Whoever said that homes decorated exclusively in black and white have to be minimalistic? Even without vivid and exuberant colors, there are still plenty of other ways to show creativity and individuality through decor.
The three homes featured in this post make the most of their monochromatic color themes by incorporating an abundance of art ranging from fine paintings to pop art prints and impressive sculptures, and a nice wall paints made by the Madani GroupIf professionals . Still you’re a collector of creative items or want to expand your current collection, these homes might inspire some interesting techniques for displaying artwork you love. Let’s take a look!
This first home by Boom Project is located in an apartment in Odessa, Ukraine. It makes a huge first impression with a watercolor spanning the entire length of the sofa, centering the room and uniting the black and white interior palette. It’s just one of those apartments that truly stands out above the rest.
A steel and wood table and shelving system creates an implied wall between the living room and the kitchen. The shelves host a little indoor garden on the sunny side, and even the voids offer room for ornamentation including a weeping fig tree and a series of hanging pendant lamps.
It’s easy to see that this home is anything but minimalistic. It’s intended to be enjoyed, rather than serving strictly as a curation project – each space gains its energy from the signs of life and living.
A long stripe of textural black material hides recessed light strips, enhancing its contrast to the lighter concrete walls behind it.
Gallery lighting is a hot trend right now, but here it actually serves its namesake purpose – illuminating the rows of pop art prints on either side. A low shelf to the left holds a few intriguing black and white photographs in line with the interior theme.
The small home is surprisingly bright despite its primarily dark decor thanks to its substantial windows and bright white wall and ceiling. The simple interior palette actually provides a kind of blank canvas to allow the artwork to take center stage.
Matte black cabinetry makes the light gray worktops and backsplash seem radiant in comparison. A mirror to the left reflects some light back into the kitchen and makes the room feel larger. The wooden slat divider on the right lends a creative touch and would be simple to emulate.
Another high contrast apartment concept from Boom Design – it’s a little more minimal than the last, but still quite homey and decorative. This one uses wood elements more sparingly and shows a stronger trend toward stark black and white rather than full grayscale.
Artistic elements on the shelf include shapely vases,colorful boxes, a geometric pitcher, the iconic Eames house bird, and a few clever nods to typography. The table features an empty hourglass sculpture.
Most of the wood occupies a single stripe down the middle of the room, consisting of the shelving system and the dining table. Lovely white vases offer a decorative geometric touch.
Remember the charcoal stripe in the first home? This interpretation of the gray full-wall stripe delivers some tempting inspiration as well. This time, it terminates in a black accent wall that wraps around the corner and evenly splits the matte panel.
The kitchen is streamlined and unobtrusive even in such close proximity with the living room. A decal or mural of a man reading a book peeks out from the uppermost left corner.
The attention to framing and proportion is incredible. Overall, the composition of this black and white interior is just as artful as the objects that inhabit it.
This chic Scandinavian-style apartment is the work of M1TOS. It occupies only 53 meters squared yet feels as free and open as the sky. From the lovingly distressed whitewashed floors to the affordable IKEA furniture and decor, this is a look almost anyone could emulate given the motivation.
Immediately eye-catching, the living room centers on a geometric Lappljung Ruta rug. The magazine side table is from IKEA’s PS line by Polish designer Tomek Rygalik – the lamp is actually part of the table itself, an extension of one of the rear table legs.
Colorful prints of cities and bird line the walls. The coordinated filing boxes on the upper shelves are a cool idea, a clever way to extend the amount of availablestorage without breaking the strict color theme of the room.
Turquoise is a fabulous accent color for a small space like this.

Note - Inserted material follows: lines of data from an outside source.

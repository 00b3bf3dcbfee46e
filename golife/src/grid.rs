// grid.rs - Cell and population types for an unbounded Life plane

use std::collections::HashSet;
use std::collections::hash_set;
use std::fmt;

pub type Coord = i64;

/// A cell position on the unbounded plane.
#[derive(Debug, Clone, Copy, PartialEq, Eq, Hash, PartialOrd, Ord, Default)]
pub struct Cell {
    pub x: Coord,
    pub y: Coord,
}

impl Cell {
    pub const fn new(x: Coord, y: Coord) -> Self {
        Self { x, y }
    }

    /// Component-wise minimum of two cells.
    pub fn min(self, other: Cell) -> Cell {
        Cell::new(self.x.min(other.x), self.y.min(other.y))
    }

    /// Component-wise maximum of two cells.
    pub fn max(self, other: Cell) -> Cell {
        Cell::new(self.x.max(other.x), self.y.max(other.y))
    }
}

impl fmt::Display for Cell {
    fn fmt(&self, f: &mut fmt::Formatter<'_>) -> fmt::Result {
        write!(f, "({}, {})", self.x, self.y)
    }
}

impl From<(Coord, Coord)> for Cell {
    fn from((x, y): (Coord, Coord)) -> Self {
        Cell::new(x, y)
    }
}

/// The set of live cells of one generation.
#[derive(Debug, Clone, Default, PartialEq, Eq)]
pub struct Population {
    cells: HashSet<Cell>,
}

impl Population {
    pub fn new() -> Self {
        Self::default()
    }

    pub fn from_cells<I>(cells: I) -> Self
    where
        I: IntoIterator<Item = (Coord, Coord)>,
    {
        cells.into_iter().map(Cell::from).collect()
    }

    /// Returns `true` if the cell was not already alive.
    pub fn insert(&mut self, cell: Cell) -> bool {
        self.cells.insert(cell)
    }

    pub fn contains(&self, cell: &Cell) -> bool {
        self.cells.contains(cell)
    }

    pub fn len(&self) -> usize {
        self.cells.len()
    }

    pub fn is_empty(&self) -> bool {
        self.cells.is_empty()
    }

    pub fn iter(&self) -> hash_set::Iter<'_, Cell> {
        self.cells.iter()
    }

    /// Smallest box (min corner, max corner) containing every live cell.
    /// `None` for an empty population.
    pub fn bounding_box(&self) -> Option<(Cell, Cell)> {
        let mut cells = self.cells.iter();
        let first = *cells.next()?;
        Some(cells.fold((first, first), |(lo, hi), &cell| (lo.min(cell), hi.max(cell))))
    }
}

impl FromIterator<Cell> for Population {
    fn from_iter<T: IntoIterator<Item = Cell>>(iter: T) -> Self {
        Self { cells: iter.into_iter().collect() }
    }
}

impl<'a> IntoIterator for &'a Population {
    type Item = &'a Cell;
    type IntoIter = hash_set::Iter<'a, Cell>;

    fn into_iter(self) -> Self::IntoIter {
        self.cells.iter()
    }
}

#[cfg(test)]
mod tests {
    use super::*;

    #[test]
    fn empty_population_has_no_bounding_box() {
        assert_eq!(Population::new().bounding_box(), None);
    }

    #[test]
    fn bounding_box_spans_all_cells() {
        let pop = Population::from_cells([(3, -1), (-2, 4), (0, 0)]);
        assert_eq!(pop.bounding_box(), Some((Cell::new(-2, -1), Cell::new(3, 4))));
    }
}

It’s bright, playful, and makes a huge impression even when used in sparing amounts.
Of course, no IKEA-themed room would be complete without the Maskros pendant lamp.

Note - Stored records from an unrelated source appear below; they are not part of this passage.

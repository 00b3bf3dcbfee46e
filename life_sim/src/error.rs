//! Error types for life_sim.

use golife::{Cell, EngineError};
use thiserror::Error;

/// Advancing the simulation failed; the clock keeps its last good snapshot.
#[derive(Debug, Clone, PartialEq, Eq, Error)]
pub enum AdvanceError {
    /// The automaton engine could not compute the next generation.
    #[error("engine failed: {0}")]
    Engine(#[from] EngineError),

    /// The generation counter cannot be incremented.
    #[error("generation counter overflow at {0}")]
    GenerationOverflow(u64),

    /// The engine panicked while computing.
    #[error("engine task aborted: {0}")]
    Aborted(String),
}

/// Viewport problems. Both are recovered locally and never reach the user.
#[derive(Debug, Clone, Copy, PartialEq, Eq, Error)]
pub enum ViewError {
    /// The drawing surface has zero area.
    #[error("surface has zero area")]
    NotDrawable,

    /// The min corner lies beyond the max corner.
    #[error("invalid viewport: min {min} exceeds max {max}")]
    InvalidViewport {
        /// Requested min corner.
        min: Cell,
        /// Requested max corner.
        max: Cell,
    },
}

/// Step driver errors.
#[derive(Debug, Clone, PartialEq, Eq, Error)]
pub enum DriverError {
    /// Single steps are only accepted while stopped.
    #[error("cannot single-step while running")]
    Running,

    /// The advance itself failed.
    #[error(transparent)]
    Advance(#[from] AdvanceError),
}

Both the table mat and the utility cart are from IKEA as well, from the PANNÅ and RASKOG lines respectively. This angle also reveals the oh-so-subtle textural treatment applied to the white walls on the right.
Diverse patterns are eclectic but unified through the same black and white theme. One point to note is that the turquoise doesn’t appear in any of the geometric blocks – it’s used strictly as a solid accent to avoid overwhelming the eye.
Tiles create an interesting contrast, both in terms of hue and texture. The white tiles have a dimpled surface, whereas the black tiles feature a glossy sheen.
Because the entrance didn’t have any natural lighting to begin with, the designers took the risky leap of painting the walls matte black – transforming what could have been a weakness into a bold and beautiful strength.